# Longest length for roof rafter



## lifestooshort81 (Sep 8, 2012)

Hi Folks,
I'm looking to add a roofed carport area to the front of my existing 12x20 shop. I basically want to add a roof area 20' long by 20' wide. It's hard to explain my idea without a picture but basically my plan is to use one wall of the existing structure (that's 20' long) and come out 20' with a pitched roof. 

That being said I will have to run this by an architect/licensed p.e., etc for exact specs on snow-loads, etc but before I even pick up a phone to speak to an architect/engineer I wanted some input from experienced builders as to what products I can look at using. The idea here is I would LOVE to have an open floor plan, no support members in the middle of the shop. I realize without a truss design this isn't particularly possibly BUT with LVL & TJI's I've see it done elsewhere and pretty certain it can be done. 

That being said, what is the longest span I can span with a TJI. I know they come in all different dimensions but if I wanted to span say 22' (total roof length) what size TJI can I use. Also if you just may happen to know a ballpark price on them that would be awesome too. It's not like I can just run down to Home Depot and price them out. Well, maybe I can but they're not exactly "on the shelf" and the lumber yards are closed. SO I figured id see if anyone had some input here. 
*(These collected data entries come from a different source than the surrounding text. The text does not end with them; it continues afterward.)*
use anyhow::{Context, Result};
use clap::{Parser, Subcommand};
use shipnotes::{
    Changelog, ChangelogRenderer, ChangelogSource, FileSource, HtmlOptions, OutputFormat,
    SectionKind, ShipnotesConfig, ensure_valid, validate_changelog, write_file, write_to,
};
use std::path::{Path, PathBuf};
use tracing_subscriber::{filter::EnvFilter, fmt, layer::SubscriberExt, util::SubscriberInitExt};

#[derive(Parser)]
#[command(name = "shipnotes")]
#[command(version, about = "render a changelog page from release entries", long_about = None)]
#[command(propagate_version = true)]
struct Cli {
    /// configuration file (defaults to ./shipnotes.toml when present)
    #[arg(short, long, global = true)]
    config: Option<PathBuf>,

    /// report format for check and list (json or human)
    #[arg(short, long, default_value = "human", global = true)]
    format: ReportFormat,

    /// increase verbosity (-v INFO, -vv DEBUG, -vvv TRACE)
    #[arg(short = 'v', long = "verbose", action = clap::ArgAction::Count, global = true)]
    verbose: u8,

    #[command(subcommand)]
    command: Commands,
}

#[derive(Clone, Debug)]
enum ReportFormat {
    Json,
    Human,
}

impl std::str::FromStr for ReportFormat {
    type Err = String;

    fn from_str(s: &str) -> std::result::Result<Self, Self::Err> {
        match s.to_lowercase().as_str() {
            "json" => Ok(ReportFormat::Json),
            "human" => Ok(ReportFormat::Human),
            _ => Err(format!(
                "invalid report format: {}, use 'json' or 'human'",
                s
            )),
        }
    }
}

#[derive(Subcommand)]
enum Commands {
    /// render the changelog page
    Render {
        /// changelog file (.toml or .json); overrides the configured source
        #[arg(short, long)]
        input: Option<PathBuf>,

        /// output encoding: html, markdown, text or json
        #[arg(short = 't', long = "to", default_value = "html")]
        to: OutputFormat,

        /// write to this file instead of stdout
        #[arg(short, long)]
        output: Option<PathBuf>,

        /// emit only the page body (html)
        #[arg(long)]
        fragment: bool,

        /// refuse to render when validation reports errors
        #[arg(long)]
        strict: bool,
    },

    /// check the changelog for duplicate versions, ordering and other data problems
    Check {
        /// changelog file (.toml or .json); overrides the configured source
        #[arg(short, long)]
        input: Option<PathBuf>,
    },

    /// list releases with their section sizes
    List {
        /// changelog file (.toml or .json); overrides the configured source
        #[arg(short, long)]
        input: Option<PathBuf>,
    },
}

/// Initialize tracing subscriber based on verbosity level.
///
/// Without `-v` only warnings reach stderr; `RUST_LOG` always wins.
fn init_tracing(verbose: u8) {
    let base_filter = match std::env::var("RUST_LOG") {
        Ok(filter) => filter,
        Err(_) => match verbose {
            0 => "warn".to_string(),
            1 => "warn,shipnotes=info".to_string(),
            2 => "info,shipnotes=debug".to_string(),
            _ => "debug,shipnotes=trace".to_string(),
        },
    };

    let filter = EnvFilter::try_new(&base_filter).unwrap_or_else(|_| EnvFilter::new("warn"));

    tracing_subscriber::registry()
        .with(filter)
        .with(
            fmt::layer()
                .with_target(true)
                .with_level(true)
                .with_file(verbose >= 3)
                .with_line_number(verbose >= 3)
                .with_writer(std::io::stderr)
                .compact(),
        )
        .init();
}

fn main() -> Result<()> {
    let cli = Cli::parse();
    init_tracing(cli.verbose);

    let config = load_config(cli.config.as_deref())?;

    match cli.command {
        Commands::Render {
            input,
            to,
            output,
            fragment,
            strict,
        } => {
            handle_render(&config, input.as_deref(), to, output.as_deref(), fragment, strict)?;
        }
        Commands::Check { input } => {
            handle_check(&config, &cli.format, input.as_deref())?;
        }
        Commands::List { input } => {
            handle_list(&config, &cli.format, input.as_deref())?;
        }
    }

    Ok(())
}

fn load_config(path: Option<&Path>) -> Result<ShipnotesConfig> {
    match path {
        Some(path) => ShipnotesConfig::load_from_file(path)
            .with_context(|| format!("failed to load configuration from {}", path.display())),
        None => Ok(ShipnotesConfig::load_or_default(".")),
    }
}

fn load_changelog(config: &ShipnotesConfig, input: Option<&Path>) -> Result<Changelog> {
    let source: Box<dyn ChangelogSource> = match input {
        Some(path) => Box::new(FileSource::new(path)),
        None => config.changelog_source(),
    };

    source
        .load()
        .with_context(|| format!("failed to load changelog from {}", source.describe()))
}

fn handle_render(
    config: &ShipnotesConfig,
    input: Option<&Path>,
    to: OutputFormat,
    output: Option<&Path>,
    fragment: bool,
    strict: bool,
) -> Result<()> {
    let changelog = load_changelog(config, input)?;

    if strict && let Err(e) = ensure_valid(&changelog, &config.validation) {
        validate_changelog(&changelog, &config.validation)
            .iter()
            .filter(|i| i.is_error())
            .for_each(|issue| eprintln!("{}", issue));
        return Err(e).context("refusing to render");
    }

    let document = ChangelogRenderer::new(config.page.clone()).render(&changelog);
    let duplicates = document.duplicate_keys();
    if !duplicates.is_empty() {
        tracing::warn!(keys = ?duplicates, "rendered cards share or lack a version key");
    }

    let html_options = if fragment {
        HtmlOptions::fragment()
    } else {
        HtmlOptions::default()
    };

    match output {
        Some(path) => {
            write_file(path, &document, to, &html_options)
                .context("failed to write changelog")?;
        }
        None => {
            let mut stdout = std::io::stdout().lock();
            write_to(&mut stdout, &document, to, &html_options)
                .context("failed to render changelog")?;
        }
    }

    Ok(())
}

fn handle_check(
    config: &ShipnotesConfig,
    format: &ReportFormat,
    input: Option<&Path>,
) -> Result<()> {
    let changelog = load_changelog(config, input)?;
    let issues = validate_changelog(&changelog, &config.validation);

    let total_errors = issues.iter().filter(|i| i.is_error()).count();
    let total_warnings = issues.iter().filter(|i| i.is_warning()).count();

    match format {
        ReportFormat::Json => {
            let output = serde_json::json!({
                "releases": changelog.len(),
                "total_errors": total_errors,
                "total_warnings": total_warnings,
                "valid": total_errors == 0,
                "issues": issues,
            });
            println!("{}", serde_json::to_string_pretty(&output)?);
        }
        ReportFormat::Human => {
            println!("checked {} release(s)", changelog.len());
            if issues.is_empty() {
                println!("no issues found");
            } else {
                println!();
                for issue in &issues {
                    println!("  {}", issue);
                }
            }
        }
    }

    if total_errors > 0 {
        if matches!(format, ReportFormat::Human) {
            println!();
            println!(
                "validation failed: {} error(s), {} warning(s)",
                total_errors, total_warnings
            );
        }

        // return error to cause non-zero exit code
        anyhow::bail!("validation failed with {} error(s)", total_errors);
    }

    Ok(())
}

fn handle_list(
    config: &ShipnotesConfig,
    format: &ReportFormat,
    input: Option<&Path>,
) -> Result<()> {
    let changelog = load_changelog(config, input)?;

    match format {
        ReportFormat::Json => {
            let output: Vec<_> = changelog
                .iter()
                .map(|entry| {
                    let mut counts = serde_json::Map::new();
                    for kind in SectionKind::ALL {
                        let count = entry.section(kind).map(|s| s.len()).unwrap_or(0);
                        counts.insert(kind.to_string(), serde_json::json!(count));
                    }
                    serde_json::json!({
                        "version": entry.version(),
                        "date": entry.date(),
                        "sections": counts,
                    })
                })
                .collect();
            println!("{}", serde_json::to_string_pretty(&output)?);
        }
        ReportFormat::Human => {
            const MIN_VERSION_WIDTH: usize = 8;
            let version_width = changelog
                .iter()
                .map(|e| e.version().len() + 1)
                .max()
                .unwrap_or(MIN_VERSION_WIDTH)
                .max(MIN_VERSION_WIDTH);

            println!("releases ({}):", changelog.len());
            println!(
                "  {:<version_width$}  {:<20}  {:>8}  {:>12}  {:>9}",
                "Version",
                "Date",
                "Features",
                "Improvements",
                "Bug Fixes",
                version_width = version_width
            );
            for entry in &changelog {
                let count = |kind| entry.section(kind).map(|s| s.len()).unwrap_or(0);
                println!(
                    "  {:<version_width$}  {:<20}  {:>8}  {:>12}  {:>9}",
                    format!("v{}", entry.version()),
                    entry.date(),
                    count(SectionKind::Features),
                    count(SectionKind::Improvements),
                    count(SectionKind::BugFixes),
                    version_width = version_width
                );
            }
        }
    }

    Ok(())
}
use super::changelog::{BuiltinSource, ChangelogSource, FileSource, PageConfig};
use super::severity_config::SeverityConfig;
use crate::error::{Error, Result};
use serde::{Deserialize, Serialize};
use std::path::{Path, PathBuf};

pub const CONFIG_FILE_NAME: &str = "shipnotes.toml";

/// where changelog content comes from
#[derive(Debug, Clone, Default, PartialEq, Eq, Serialize, Deserialize)]
#[serde(default)]
pub struct SourceConfig {
    /// changelog file (.toml or .json); the built-in data set when unset
    pub path: Option<PathBuf>,
}

/// main configuration for shipnotes
#[derive(Debug, Clone, Default, PartialEq, Eq, Serialize, Deserialize)]
pub struct ShipnotesConfig {
    /// page text and section labels
    #[serde(default)]
    pub page: PageConfig,

    /// changelog content location
    #[serde(default)]
    pub source: SourceConfig,

    /// severity of each validation issue type
    #[serde(default)]
    pub validation: SeverityConfig,
}

impl ShipnotesConfig {
    /// load configuration from a TOML file
    pub fn load_from_file<P: AsRef<Path>>(path: P) -> Result<Self> {
        let path = path.as_ref();
        let contents = std::fs::read_to_string(path).map_err(|e| Error::FileReadError {
            path: path.to_path_buf(),
            source: e,
        })?;

        let mut config: ShipnotesConfig =
            toml::from_str(&contents).map_err(|e| Error::TomlParseError {
                origin: path.display().to_string(),
                source: e,
            })?;

        // source paths are relative to the config file
        if let Some(source_path) = config.source.path.take() {
            let base = path.parent().unwrap_or_else(|| Path::new("."));
            config.source.path = Some(base.join(source_path));
        }

        tracing::debug!(path = %path.display(), "loaded configuration");
        Ok(config)
    }

    /// find and load `shipnotes.toml` in `dir`
    ///
    /// returns default config if the file is missing or cannot be parsed
    pub fn load_or_default<P: AsRef<Path>>(dir: P) -> Self {
        match Self::find_config_file(&dir) {
            Some(config_path) => Self::load_from_file(&config_path).unwrap_or_else(|e| {
                tracing::warn!(error = %e, "ignoring unreadable configuration, using defaults");
                Self::default()
            }),
            None => Self::default(),
        }
    }

    /// find configuration file in `dir`
    pub fn find_config_file<P: AsRef<Path>>(dir: P) -> Option<PathBuf> {
        let config_path = dir.as_ref().join(CONFIG_FILE_NAME);

        if config_path.is_file() {
            Some(config_path)
        } else {
            None
        }
    }

    /// content source selected by this configuration
    pub fn changelog_source(&self) -> Box<dyn ChangelogSource> {
        match &self.source.path {
            Some(path) => Box::new(FileSource::new(path)),
            None => Box::new(BuiltinSource),
        }
    }
}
I'm really just trying to get my ducks in a row before I actually consult with someone about this. I can build the project no problem I'm just not experienced per-se in framing. I do more finish work... 

Thanks in Advance
Al


----------



## ScipioAfricanus (Sep 13, 2008)

A lot depends on the specifics of your design. Generally speaking, (very generally) you can span that distance with regular lumber rafters. It all depends on the pitch of the roof plane, on center distance you want, dead and live loads, and ground-snow loads as required by your local, etc.



I have used TJIs for low slope roofs over 26' long no problems, I don't have your snow load to contend with though. 

Andy.


----------



## m2akita (May 18, 2012)

I would think TJI would definitely span it. Check out Weyerhaeuser website ( http://www.woodbywy.com/ ). Look under their Truss Joist tab, there should be information there on installation. Also do a search for "Forte", that is their software program. I think you can do a free trail download of that. That should be able to give you actual specs of what size TJI to use.

Good luck


----------



## griz (Nov 26, 2009)

Look here:

http://www.bc.com/dms/wood/ewp/3_Guide_Resources/west_us/1_west_spec_guide/west_spec_complete.pdf


----------



## thom (Nov 3, 2006)

Since you dismissed engineered trusses I guess you want to store stuff up there. What you store determines the live loading. Without that you really can't move forward. Storage loads can be huge and can bring the whole thing down if not adequately sized. 

Either way, engineered trusses or engineered lumber, 20' is an easy span with normal loading characteristics.


----------